Первый спектакль ГосТИМа, на который я попал, был «Лес».
Я не был удивлен. Я принял все с восхищенным доверием.
Не знаю, этого ли я ждал и ждал ли вообще чего — нибудь сознательно, но после спектакля мне казалось, что ждал именно этого.
Зрительный зал не полон. Я вообще почти не помню полным зал ГосТИМа в театре бывш. Зона. И это тоже не удивляло. Все зрители казались друзьями театра, а настоящих друзей никогда не бывает много. Тети Мани и дяди Пети в этот театр не ходили. Для них он был анекдотом, как и печатавшиеся лесенкой в газетах стихи Маяковского. Спорить с ними не стоило: короткая усмешка превосходства, с грохотом отодвинутый стул, кепка, сдернутая с вешалки, — вот и весь разговор…
В этот вечер я впервые увидел самого Мейерхольда. Он вышел во время последнего акта из маленькой двери слева и, стоя на лесенке, смотрел на сцену.
Трудно было не узнать его невысокую, гибкую фигуру и профиль, так хорошо знакомый по бесчисленным карикатурам.
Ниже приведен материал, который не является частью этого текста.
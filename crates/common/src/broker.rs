use async_trait::async_trait;
use serde::{Deserialize, Serialize};
use tokio::sync::broadcast;

use crate::{Account, Direction, MarketTick, Result, TradeOutcome};

/// Credentials presented to the broker on connect.
#[derive(Debug, Clone)]
pub struct Credentials {
    pub app_id: String,
    pub api_token: String,
}

/// Broker acknowledgement of a placed order.
#[derive(Debug, Clone, Serialize, Deserialize)]
pub struct OrderAck {
    pub order_id: String,
    /// Price the contract actually opened at.
    pub entry_price: f64,
}

/// Settlement notification for one order: the market outcome at expiry.
#[derive(Debug, Clone, Serialize, Deserialize)]
pub struct Settlement {
    pub order_id: String,
    pub outcome: TradeOutcome,
    pub exit_price: f64,
    /// Realized profit: positive payout on a win, negative stake on a loss.
    pub profit: f64,
}

/// Abstraction over the broker connection.
///
/// `PaperBroker` in `crates/paper` implements this for simulation. A live
/// client would implement the same surface against a real broker API.
///
/// Only the trade executor in `crates/engine` should hold a reference to a
/// `dyn BrokerClient` for order flow. All orders must pass the execution
/// gate before reaching the executor.
#[async_trait]
pub trait BrokerClient: Send + Sync {
    /// Establish the session. Returns the account snapshot on success and
    /// `Error::Connection` on failure. No automatic reconnect is attempted;
    /// the caller decides.
    async fn connect(&self, credentials: &Credentials) -> Result<Account>;

    /// Tear the session down.
    async fn disconnect(&self);

    /// Subscribe to the live market-data stream.
    fn subscribe_ticks(&self) -> broadcast::Receiver<MarketTick>;

    /// Submit one binary-option order. Bounded-latency external call.
    async fn place_order(&self, symbol: &str, direction: Direction, stake: f64)
        -> Result<OrderAck>;

    /// Wait for the settlement of a previously placed order. Resolves when
    /// the contract expires; outcome and exit price come from the market,
    /// never from the caller.
    async fn await_settlement(&self, order_id: &str) -> Result<Settlement>;
}
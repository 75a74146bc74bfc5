//! Embedding providers for chunk and query vectors.
//!
//! The index treats the embedding model as a black box behind
//! [`EmbeddingProvider`]: text in, fixed-length unit vector out, deterministic
//! for identical input. Two implementations ship here: [`HttpEmbedder`] for
//! Voyage-style JSON embedding APIs, and [`LocalEmbedder`], a deterministic
//! feature-hashing embedder that works offline with no API key.

use std::sync::Arc;

use async_trait::async_trait;
use recall_core::{EmbeddingConfig, RecallError};
use serde::{Deserialize, Serialize};

const DEFAULT_BASE_URL: &str = "https://api.voyageai.com/v1";
const BATCH_SIZE: usize = 64;
const BATCH_DELAY_MS: u64 = 200;

/// A black-box text-to-vector capability, injected into the indexer and the
/// search engine.
///
/// Implementations must be deterministic for identical input and return unit
/// length vectors of exactly [`dimensions`](Self::dimensions) floats, so that
/// dot product equals cosine similarity.
#[async_trait]
pub trait EmbeddingProvider: Send + Sync {
    /// Fixed, store-wide vector length. Changing it invalidates existing
    /// vector postings and requires a full re-index.
    fn dimensions(&self) -> usize;

    /// Embed a single text.
    async fn embed(&self, text: &str) -> Result<Vec<f32>, RecallError>;

    /// Embed a batch of texts, returning vectors in the same order.
    async fn embed_batch(&self, texts: &[String]) -> Result<Vec<Vec<f32>>, RecallError> {
        let mut out = Vec::with_capacity(texts.len());
        for text in texts {
            out.push(self.embed(text).await?);
        }
        Ok(out)
    }
}

/// Construct the provider named by the configuration.
///
/// `"local"` yields a [`LocalEmbedder`]; anything else is treated as a
/// Voyage-style HTTP provider and requires an API key.
///
/// # Errors
///
/// Returns [`RecallError::Config`] if a remote provider is configured
/// without an API key.
///
/// # Examples
///
/// ```
/// use recall_core::EmbeddingConfig;
/// use recall_engine::embedding::from_config;
///
/// let provider = from_config(&EmbeddingConfig::default()).unwrap();
/// assert_eq!(provider.dimensions(), 384);
/// ```
pub fn from_config(config: &EmbeddingConfig) -> Result<Arc<dyn EmbeddingProvider>, RecallError> {
    match config.provider.as_str() {
        "local" => Ok(Arc::new(LocalEmbedder::new(config.dimensions))),
        _ => Ok(Arc::new(HttpEmbedder::with_config(config)?)),
    }
}

/// Client for Voyage-style JSON embedding APIs.
///
/// The `reqwest::Client` (the expensive shared resource) is built exactly
/// once at construction and reused for the process lifetime; callers share
/// the embedder through an `Arc` without per-call locking.
pub struct HttpEmbedder {
    client: reqwest::Client,
    api_key: String,
    base_url: String,
    model: String,
    dimensions: usize,
}

impl std::fmt::Debug for HttpEmbedder {
    fn fmt(&self, f: &mut std::fmt::Formatter<'_>) -> std::fmt::Result {
        f.debug_struct("HttpEmbedder")
            .field("base_url", &self.base_url)
            .field("model", &self.model)
            .field("dimensions", &self.dimensions)
            .finish_non_exhaustive()
    }
}

#[derive(Serialize)]
struct EmbedRequest {
    model: String,
    input: Vec<String>,
    input_type: String,
}

#[derive(Deserialize)]
struct EmbedResponse {
    data: Vec<EmbedDataItem>,
}

#[derive(Deserialize)]
struct EmbedDataItem {
    embedding: Vec<f32>,
}

impl HttpEmbedder {
    /// Create a client from an [`EmbeddingConfig`].
    ///
    /// Falls back to the `RECALL_API_KEY` env var if no key is in the config.
    ///
    /// # Errors
    ///
    /// Returns [`RecallError::Config`] if no API key is available.
    pub fn with_config(config: &EmbeddingConfig) -> Result<Self, RecallError> {
        let api_key = config
            .api_key
            .clone()
            .or_else(|| std::env::var("RECALL_API_KEY").ok())
            .ok_or_else(|| {
                RecallError::Config(
                    "embedding API key not found: set embedding.api_key in .recall.toml or RECALL_API_KEY env var".into(),
                )
            })?;

        Ok(Self {
            client: reqwest::Client::new(),
            api_key,
            base_url: config
                .base_url
                .clone()
                .unwrap_or_else(|| DEFAULT_BASE_URL.to_string()),
            model: config.model.clone(),
            dimensions: config.dimensions,
        })
    }

    /// Get the model name.
    pub fn model(&self) -> &str {
        &self.model
    }

    async fn request(&self, texts: Vec<String>, input_type: &str) -> Result<Vec<Vec<f32>>, RecallError> {
        let request = EmbedRequest {
            model: self.model.clone(),
            input: texts,
            input_type: input_type.to_string(),
        };

        let response = self
            .client
            .post(format!("{}/embeddings", self.base_url))
            .header("Authorization", format!("Bearer {}", self.api_key))
            .json(&request)
            .send()
            .await
            .map_err(|e| RecallError::Embedding(format!("HTTP request failed: {e}")))?;

        if !response.status().is_success() {
            let status = response.status();
            let body = response
                .text()
                .await
                .unwrap_or_else(|_| "unable to read response body".into());
            return Err(RecallError::Embedding(format!(
                "embedding API returned {status}: {body}"
            )));
        }

        let embed_response: EmbedResponse = response
            .json()
            .await
            .map_err(|e| RecallError::Embedding(format!("failed to parse response: {e}")))?;

        Ok(embed_response.data.into_iter().map(|d| d.embedding).collect())
    }

    /// Build the JSON request body (for testing the wire format).
    #[cfg(test)]
    fn build_request(&self, texts: &[String], input_type: &str) -> EmbedRequest {
        EmbedRequest {
            model: self.model.clone(),
            input: texts.to_vec(),
            input_type: input_type.to_string(),
        }
    }
}

#[async_trait]
impl EmbeddingProvider for HttpEmbedder {
    fn dimensions(&self) -> usize {
        self.dimensions
    }

    async fn embed(&self, text: &str) -> Result<Vec<f32>, RecallError> {
        let mut vectors = self.request(vec![text.to_string()], "query").await?;
        vectors
            .pop()
            .ok_or_else(|| RecallError::Embedding("empty response from embedding API".into()))
    }

    /// Splits into sub-batches with short delays for rate limiting.
    async fn embed_batch(&self, texts: &[String]) -> Result<Vec<Vec<f32>>, RecallError> {
        if texts.is_empty() {
            return Ok(Vec::new());
        }

        let mut all = Vec::with_capacity(texts.len());
        for (i, batch) in texts.chunks(BATCH_SIZE).enumerate() {
            if i > 0 {
                tokio::time::sleep(tokio::time::Duration::from_millis(BATCH_DELAY_MS)).await;
            }
            let vectors = self.request(batch.to_vec(), "document").await?;
            all.extend(vectors);
        }
        Ok(all)
    }
}

/// Deterministic feature-hashing embedder that runs entirely offline.
///
/// Words and their character trigrams are hashed into a fixed number of
/// buckets and the result is L2-normalized. Identical input always yields
/// the identical unit vector; texts sharing vocabulary land near each other.
/// Always available, so it doubles as the zero-config default and the test
/// stand-in for a real model.
///
/// # Examples
///
/// ```
/// use recall_engine::embedding::LocalEmbedder;
///
/// let embedder = LocalEmbedder::new(384);
/// assert_eq!(embedder.embed_sync("hello world").len(), 384);
/// ```
#[derive(Debug, Clone)]
pub struct LocalEmbedder {
    dimensions: usize,
}

impl LocalEmbedder {
    /// Create an embedder producing vectors of `dimensions` floats.
    pub fn new(dimensions: usize) -> Self {
        Self { dimensions }
    }

    /// Embed synchronously; the async trait method delegates here.
    pub fn embed_sync(&self, text: &str) -> Vec<f32> {
        let mut vector = vec![0.0f32; self.dimensions];

        for word in text.split_whitespace() {
            let word = word.to_lowercase();
            let token: String = word.chars().filter(|c| c.is_alphanumeric()).collect();
            if token.is_empty() {
                continue;
            }

            vector[self.bucket(&token)] += 2.0;

            let chars: Vec<char> = token.chars().collect();
            for gram in chars.windows(3) {
                let gram: String = gram.iter().collect();
                vector[self.bucket(&gram)] += 1.0;
            }
        }

        let norm: f32 = vector.iter().map(|v| v * v).sum::<f32>().sqrt();
        if norm > 0.0 {
            for v in &mut vector {
                *v /= norm;
            }
        }
        vector
    }

    fn bucket(&self, token: &str) -> usize {
        // FNV-1a, stable across platforms and runs.
        let mut hash: u64 = 0xcbf2_9ce4_8422_2325;
        for byte in token.as_bytes() {
            hash ^= u64::from(*byte);
            hash = hash.wrapping_mul(0x0000_0100_0000_01b3);
        }
        (hash % self.dimensions as u64) as usize
    }
}

#[async_trait]
impl EmbeddingProvider for LocalEmbedder {
    fn dimensions(&self) -> usize {
        self.dimensions
    }

    async fn embed(&self, text: &str) -> Result<Vec<f32>, RecallError> {
        Ok(self.embed_sync(text))
    }
}
//! Core types, configuration, and error handling for Recall.
//!
//! This crate provides the shared foundation used by the other Recall crates:
//! - [`RecallError`] — unified error type using `thiserror`
//! - [`RecallConfig`] — configuration loaded from `.recall.toml`
//! - Shared types: [`FileRecord`], [`SearchResult`], [`IndexSummary`],
//!   [`IndexFileError`], [`OutputFormat`]

mod config;
mod error;
mod types;

pub use config::{EmbeddingConfig, IndexConfig, RecallConfig, SearchConfig};
pub use error::RecallError;
pub use types::{FileRecord, IndexFileError, IndexSummary, OutputFormat, SearchResult};

/// A convenience `Result` type for Recall operations.
pub type Result<T> = std::result::Result<T, RecallError>;
use std::path::Path;

use serde::{Deserialize, Serialize};

use crate::error::RecallError;

/// Top-level configuration loaded from `.recall.toml`.
///
/// Every section and field has a default, so an empty file (or no file at
/// all) yields a working local-first setup.
///
/// # Examples
///
/// ```
/// use recall_core::RecallConfig;
///
/// let config = RecallConfig::default();
/// assert_eq!(config.embedding.provider, "local");
/// assert_eq!(config.index.chunk_size_tokens, 400);
/// ```
#[derive(Debug, Clone, Default, Serialize, Deserialize)]
pub struct RecallConfig {
    /// Embedding provider settings.
    #[serde(default)]
    pub embedding: EmbeddingConfig,
    /// Chunking and file-selection settings for indexing.
    #[serde(default)]
    pub index: IndexConfig,
    /// Hybrid search tuning.
    #[serde(default)]
    pub search: SearchConfig,
}

impl RecallConfig {
    /// Load configuration from a TOML file at `path`.
    ///
    /// # Errors
    ///
    /// Returns [`RecallError::Io`] if the file cannot be read, or
    /// [`RecallError::Toml`] if the content is not valid TOML.
    ///
    /// # Examples
    ///
    /// ```no_run
    /// use recall_core::RecallConfig;
    /// use std::path::Path;
    ///
    /// let config = RecallConfig::from_file(Path::new(".recall.toml")).unwrap();
    /// ```
    pub fn from_file(path: &Path) -> Result<Self, RecallError> {
        let content = std::fs::read_to_string(path)?;
        Self::from_toml(&content)
    }

    /// Parse configuration from a TOML string.
    ///
    /// # Errors
    ///
    /// Returns [`RecallError::Toml`] if parsing fails.
    ///
    /// # Examples
    ///
    /// ```
    /// use recall_core::RecallConfig;
    ///
    /// let toml = r#"
    /// [search]
    /// limit = 20
    /// "#;
    /// let config = RecallConfig::from_toml(toml).unwrap();
    /// assert_eq!(config.search.limit, 20);
    /// ```
    pub fn from_toml(content: &str) -> Result<Self, RecallError> {
        let config: Self = toml::from_str(content)?;
        Ok(config)
    }
}

/// Configuration for the embedding provider.
///
/// The `"local"` provider is a deterministic feature-hashing embedder that
/// needs no network or API key. Remote providers use a Voyage-style JSON
/// embeddings API.
///
/// # Examples
///
/// ```
/// use recall_core::EmbeddingConfig;
///
/// let config = EmbeddingConfig::default();
/// assert_eq!(config.provider, "local");
/// assert_eq!(config.dimensions, 384);
/// ```
#[derive(Debug, Clone, Serialize, Deserialize)]
pub struct EmbeddingConfig {
    /// Embedding provider (default: `"local"`).
    #[serde(default = "default_embedding_provider")]
    pub provider: String,
    /// API key for remote providers.
    pub api_key: Option<String>,
    /// Model name for remote providers.
    #[serde(default = "default_embedding_model")]
    pub model: String,
    /// Custom base URL for the embeddings API.
    pub base_url: Option<String>,
    /// Embedding dimensions (default: 384). Changing this invalidates the
    /// stored vectors and requires a full re-index.
    #[serde(default = "default_embedding_dimensions")]
    pub dimensions: usize,
}

fn default_embedding_provider() -> String {
    "local".into()
}

fn default_embedding_model() -> String {
    "voyage-3-lite".into()
}

fn default_embedding_dimensions() -> usize {
    384
}

impl Default for EmbeddingConfig {
    fn default() -> Self {
        Self {
            provider: default_embedding_provider(),
            api_key: None,
            model: default_embedding_model(),
            base_url: None,
            dimensions: default_embedding_dimensions(),
        }
    }
}

/// Chunking and file-selection configuration for indexing.
///
/// # Examples
///
/// ```
/// use recall_core::IndexConfig;
///
/// let config = IndexConfig::default();
/// assert_eq!(config.chunk_size_tokens, 400);
/// assert_eq!(config.overlap_tokens, 80);
/// assert!(config.patterns.iter().any(|p| p == "*.md"));
/// ```
#[derive(Debug, Clone, Serialize, Deserialize)]
pub struct IndexConfig {
    /// Approximate token budget per chunk (default: 400).
    #[serde(default = "default_chunk_size_tokens")]
    pub chunk_size_tokens: usize,
    /// Approximate tokens of overlap seeded into the next chunk (default: 80).
    #[serde(default = "default_overlap_tokens")]
    pub overlap_tokens: usize,
    /// File name patterns to index (simple `*.ext` globs).
    #[serde(default = "default_patterns")]
    pub patterns: Vec<String>,
}

fn default_chunk_size_tokens() -> usize {
    400
}

fn default_overlap_tokens() -> usize {
    80
}

fn default_patterns() -> Vec<String> {
    vec!["*.md".into(), "*.txt".into()]
}

impl Default for IndexConfig {
    fn default() -> Self {
        Self {
            chunk_size_tokens: default_chunk_size_tokens(),
            overlap_tokens: default_overlap_tokens(),
            patterns: default_patterns(),
        }
    }
}

/// Hybrid search tuning.
///
/// The weights need not sum to 1; the hybrid score may exceed 1 only if the
/// caller configures weights that sum above 1.
///
/// # Examples
///
/// ```
/// use recall_core::SearchConfig;
///
/// let config = SearchConfig::default();
/// assert_eq!(config.limit, 10);
/// assert_eq!(config.min_score, 0.35);
/// assert_eq!(config.vector_weight, 0.7);
/// assert_eq!(config.keyword_weight, 0.3);
/// ```
#[derive(Debug, Clone, Serialize, Deserialize)]
pub struct SearchConfig {
    /// Maximum results to return (default: 10).
    #[serde(default = "default_limit")]
    pub limit: usize,
    /// Minimum hybrid score for a result to be kept (default: 0.35).
    #[serde(default = "default_min_score")]
    pub min_score: f64,
    /// Weight of the normalized vector score (default: 0.7).
    #[serde(default = "default_vector_weight")]
    pub vector_weight: f64,
    /// Weight of the normalized keyword score (default: 0.3).
    #[serde(default = "default_keyword_weight")]
    pub keyword_weight: f64,
    /// Denominator used to normalize keyword scores when a query has no
    /// candidates to take a maximum over (default: 50.0). Corpus-dependent;
    /// treat as a tuning parameter.
    #[serde(default = "default_keyword_norm")]
    pub keyword_norm_default: f64,
}

fn default_limit() -> usize {
    10
}

fn default_min_score() -> f64 {
    0.35
}

fn default_vector_weight() -> f64 {
    0.7
}

fn default_keyword_weight() -> f64 {
    0.3
}

fn default_keyword_norm() -> f64 {
    50.0
}

impl Default for SearchConfig {
    fn default() -> Self {
        Self {
            limit: default_limit(),
            min_score: default_min_score(),
            vector_weight: default_vector_weight(),
            keyword_weight: default_keyword_weight(),
            keyword_norm_default: default_keyword_norm(),
        }
    }
}
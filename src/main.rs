use std::io::IsTerminal;
use std::path::PathBuf;

use clap::{Parser, Subcommand, ValueEnum};
use miette::{IntoDiagnostic, Result};

use recall_core::{OutputFormat, RecallConfig};
use recall_engine::indexer::Indexer;
use recall_engine::search::SearchEngine;
use recall_engine::store::IndexStore;

#[derive(Parser)]
#[command(
    name = "recall",
    version,
    about = "Local-first hybrid search over your notes and documents",
    long_about = "Recall indexes plain-text documents into a local SQLite database and\n\
                   searches them with a hybrid of semantic similarity and keyword matching.\n\
                   Everything runs on your machine; the default embedding provider needs\n\
                   no API key and no network.\n\n\
                   Examples:\n  \
                     recall init                     Create a .recall.toml config file\n  \
                     recall index ./notes            Index a directory of documents\n  \
                     recall search 'key rotation'    Search the index\n  \
                     recall status                   Show index statistics"
)]
struct Cli {
    #[command(subcommand)]
    command: Option<Command>,

    /// Path to configuration file (default: .recall.toml)
    #[arg(long, global = true)]
    config: Option<PathBuf>,

    /// Output format
    #[arg(
        long,
        global = true,
        default_value = "text",
        long_help = "Output format for command results.\n\n\
                       Formats:\n  \
                         text  Human-readable summaries (default)\n  \
                         json  Machine-readable JSON with camelCase keys"
    )]
    output: OutputFormat,

    /// When to use colors
    #[arg(long, global = true, default_value = "auto")]
    color: ColorChoice,
}

#[derive(Subcommand)]
enum Command {
    /// Index a file or directory of documents
    #[command(long_about = "Index a file or directory of documents.\n\n\
        Files are chunked, embedded, and stored in .recall/index.db under the\n\
        indexed path. Unchanged files (by content hash) are skipped, so repeat\n\
        runs are cheap. Files that vanished since the last run are dropped\n\
        from search.\n\n\
        Examples:\n  recall index ./notes\n  recall index ./docs --patterns '*.md,*.rst'\n  recall index ./notes --force")]
    Index {
        /// File or directory to index (default: current directory)
        #[arg(default_value = ".")]
        path: PathBuf,

        /// Comma-separated file patterns (default: from config)
        #[arg(long)]
        patterns: Option<String>,

        /// Re-embed files even when their content is unchanged
        #[arg(long)]
        force: bool,
    },
    /// Search the index with a natural-language query
    #[command(long_about = "Search the index with a natural-language query.\n\n\
        Runs both a vector-similarity path and a keyword path, fuses the\n\
        normalized scores, and returns the best chunks with file and line\n\
        attribution.\n\n\
        Examples:\n  recall search 'how do we rotate keys'\n  recall search 'AES-256' --limit 5 --min-score 0.5")]
    Search {
        /// Search query
        query: String,

        /// Directory whose index to search (default: current directory)
        #[arg(long, default_value = ".")]
        path: PathBuf,

        /// Maximum results to return (default: from config)
        #[arg(long)]
        limit: Option<usize>,

        /// Minimum hybrid score to include (default: from config)
        #[arg(long)]
        min_score: Option<f64>,
    },
    /// Show index statistics
    #[command(long_about = "Show index statistics.\n\n\
        Reports tracked files, chunk count, database size, and which vector\n\
        search backend is active.\n\n\
        Example:\n  recall status --path ./notes")]
    Status {
        /// Directory whose index to inspect (default: current directory)
        #[arg(long, default_value = ".")]
        path: PathBuf,
    },
    /// Create a default .recall.toml configuration file
    #[command(long_about = "Create a default .recall.toml configuration file.\n\n\
        Generates a commented-out template with all available options.\n\
        Fails if .recall.toml already exists.")]
    Init,
}

#[derive(Clone, PartialEq, Eq, ValueEnum)]
enum ColorChoice {
    /// Auto-detect based on terminal
    Auto,
    /// Always use colors
    Always,
    /// Never use colors
    Never,
}

fn print_welcome(use_color: bool) {
    let version = env!("CARGO_PKG_VERSION");

    if use_color {
        println!("\x1b[1m\x1b[33m◆\x1b[0m \x1b[1mrecall\x1b[0m v{version} — local-first hybrid search for your documents\n");

        println!("Quick start:");
        println!("  \x1b[36mrecall init\x1b[0m                   Create a .recall.toml config file");
        println!("  \x1b[36mrecall index ./notes\x1b[0m          Index a directory of documents");
        println!("  \x1b[36mrecall search 'key rotation'\x1b[0m  Search the index\n");

        println!("All commands:");
        println!("  \x1b[32mindex\x1b[0m   Chunk, embed, and store documents (incremental)");
        println!("  \x1b[32msearch\x1b[0m  Hybrid semantic + keyword search");
        println!("  \x1b[32mstatus\x1b[0m  Index statistics and active vector backend");
        println!("  \x1b[32minit\x1b[0m    Create default configuration\n");
    } else {
        println!("recall v{version} — local-first hybrid search for your documents\n");

        println!("Quick start:");
        println!("  recall init                   Create a .recall.toml config file");
        println!("  recall index ./notes          Index a directory of documents");
        println!("  recall search 'key rotation'  Search the index\n");

        println!("All commands:");
        println!("  index   Chunk, embed, and store documents (incremental)");
        println!("  search  Hybrid semantic + keyword search");
        println!("  status  Index statistics and active vector backend");
        println!("  init    Create default configuration\n");
    }

    println!("Run 'recall <command> --help' for details.");
}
Его рисовали в те годы едва ли реже, чем Пуанкаре и Чемберлена[12]. Я сидел с левой стороны партера и хорошо разглядел в условной полутьме театрального освещения седой вихор волос, огромный нос, твердую лепку губ, сутуловатую посадку плеч и гордую запрокинутость головы. Его узнал не я один. По рядам пробежал шепоток узнавания. Помню, он ни разу не посмотрел в зал. Ни одного взгляда. Только на сцену. Он смотрел так внимательно, что это завораживало. И хотя очень хотелось смотреть на него — еще больше хотелось*смотреть вместе с ним. Он исчез в маленькой двери за несколько минут до окончания спектакля так же бесшумно и таинственно, как и появился.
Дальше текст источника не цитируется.